[Task statement] Print the records below from the first line through the line containing "fn to_u64(&self) ->", both included, word for word.

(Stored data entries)
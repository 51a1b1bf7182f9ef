use std::{collections::HashMap, time::Duration};

use log::warn;
use meridian_shared::{BigMapKey, KeyGenerator, Value};

use crate::events::WorldEvents;

// The Request Key

/// Handle to an in-flight remote call.
#[derive(Clone, Copy, PartialEq, Eq, Hash, Debug)]
pub struct RequestKey(u64);

impl BigMapKey for RequestKey {
    fn to_u64(&self) -> u64 {
        self.0
    }

    fn from_u64(value: u64) -> Self {
        RequestKey(value)
    }
}

/// Retry policy for one remote call.
#[derive(Clone, Copy, Debug, PartialEq, Eq)]
pub struct RequestOptions {
    /// How many times the call is attempted before giving up.
    pub attempts: u32,
    /// Ticks allowed per attempt.
    pub timeout: u64,
}

impl Default for RequestOptions {
    fn default() -> Self {
        Self {
            attempts: 10,
            timeout: 300,
        }
    }
}

/// Terminal result of a remote call, delivered through the event queues.
#[derive(Clone, Debug, PartialEq)]
pub enum RemoteOutcome {
    Completed(Value),
    Failed(String),
    TimedOut,
}

struct PendingRequest {
    target: String,
    attempts_left: u32,
    timeout: u64,
    ticks_left: u64,
}

/// Tracks every outstanding remote call and retires them on completion,
/// failure, abort, or timeout. Outcomes are buffered and flushed into the
/// tick's [`WorldEvents`] so callers observe them alongside everything else.
pub struct RequestManager {
    pending: HashMap<RequestKey, PendingRequest>,
    finished: Vec<(RequestKey, RemoteOutcome)>,
    key_generator: KeyGenerator<RequestKey>,
}

impl RequestManager {
    pub fn new() -> Self {
        Self {
            pending: HashMap::new(),
            finished: Vec::new(),
            key_generator: KeyGenerator::new(Duration::from_secs(60)),
        }
    }

    /// Register a new outgoing call and hand back its key.
    pub fn queue(&mut self, target: &str, options: RequestOptions) -> RequestKey {
        let key = self.key_generator.generate();
        let attempts = options.attempts.max(1);
        self.pending.insert(
            key,
            PendingRequest {
                target: target.to_string(),
                attempts_left: attempts,
                timeout: options.timeout.max(1),
                ticks_left: options.timeout.max(1),
            },
        );
        key
    }

    pub fn is_pending(&self, key: &RequestKey) -> bool {
        self.pending.contains_key(key)
    }

    pub fn pending_count(&self) -> usize {
        self.pending.len()
    }

    /// Drop an in-flight call without producing an outcome. Returns whether
    /// the key referred to a live request.
    pub fn abort(&mut self, key: &RequestKey) -> bool {
        if let Some(request) = self.pending.remove(key) {
            self.key_generator.recycle_key(key);
            warn!("aborted remote call to {}", request.target);
            return true;
        }
        false
    }

    /// Resolve a call with a response payload.
    pub fn complete(&mut self, key: &RequestKey, value: Value) -> bool {
        if self.pending.remove(key).is_some() {
            self.key_generator.recycle_key(key);
            self.finished.push((*key, RemoteOutcome::Completed(value)));
            return true;
        }
        false
    }

    /// Resolve a call with a remote-side error.
    pub fn fail(&mut self, key: &RequestKey, reason: &str) -> bool {
        if self.pending.remove(key).is_some() {
            self.key_generator.recycle_key(key);
            self.finished
                .push((*key, RemoteOutcome::Failed(reason.to_string())));
            return true;
        }
        false
    }

    /// Advance every pending call by one tick. An attempt that runs out of
    /// ticks either rolls into the next attempt or times the call out.
    pub fn tick(&mut self, events: &mut WorldEvents) {
        let mut expired = Vec::new();
        for (key, request) in self.pending.iter_mut() {
            request.ticks_left -= 1;
            if request.ticks_left > 0 {
                continue;
            }
            request.attempts_left -= 1;
            if request.attempts_left == 0 {
                warn!("remote call to {} timed out", request.target);
                expired.push(*key);
            } else {
                request.ticks_left = request.timeout;
            }
        }
        for key in expired {
            self.pending.remove(&key);
            self.key_generator.recycle_key(&key);
            self.finished.push((key, RemoteOutcome::TimedOut));
        }

        for (key, outcome) in self.finished.drain(..) {
            events.push_remote_response(key, outcome);
        }
    }
}

impl Default for RequestManager {
    fn default() -> Self {
        Self::new()
    }
}

#[cfg(test)]
mod tests {
    use super::*;
    use crate::events::{RemoteResponseEvent, WorldEvents};

    #[test]
    fn completion_is_delivered_on_the_next_tick() {
        let mut manager = RequestManager::new();
        let mut events = WorldEvents::new();

        let key = manager.queue("fetch_stats", RequestOptions::default());
        assert!(manager.is_pending(&key));

        manager.complete(&key, Value::Int(7));
        assert!(!manager.is_pending(&key));

        manager.tick(&mut events);
        let responses: Vec<_> = events.read::<RemoteResponseEvent>().collect();
        assert_eq!(responses, vec![(key, RemoteOutcome::Completed(Value::Int(7)))]);
    }

    #[test]
    fn call_times_out_after_attempts_times_timeout_ticks() {
        let mut manager = RequestManager::new();
        let mut events = WorldEvents::new();

        let key = manager.queue(
            "fetch_stats",
            RequestOptions {
                attempts: 2,
                timeout: 3,
            },
        );

        for _ in 0..5 {
            manager.tick(&mut events);
            assert!(manager.is_pending(&key));
        }
        manager.tick(&mut events);
        assert!(!manager.is_pending(&key));

        let responses: Vec<_> = events.read::<RemoteResponseEvent>().collect();
        assert_eq!(responses, vec![(key, RemoteOutcome::TimedOut)]);
    }

    #[test]
    fn aborted_call_produces_no_outcome() {
        let mut manager = RequestManager::new();
        let mut events = WorldEvents::new();

        let key = manager.queue(
            "fetch_stats",
            RequestOptions {
                attempts: 1,
                timeout: 1,
            },
        );
        assert!(manager.abort(&key));
        assert!(!manager.abort(&key));

        manager.tick(&mut events);
        assert!(!events.has::<RemoteResponseEvent>());
    }
}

[Solution to this task]
repository 51a1b1bf7182f9ef
use std::{collections::HashMap, time::Duration};

use log::warn;
use meridian_shared::{BigMapKey, KeyGenerator, Value};

use crate::events::WorldEvents;

// The Request Key

/// Handle to an in-flight remote call.
#[derive(Clone, Copy, PartialEq, Eq, Hash, Debug)]
pub struct RequestKey(u64);

impl BigMapKey for RequestKey {
    fn to_u64(&self) -> u64 {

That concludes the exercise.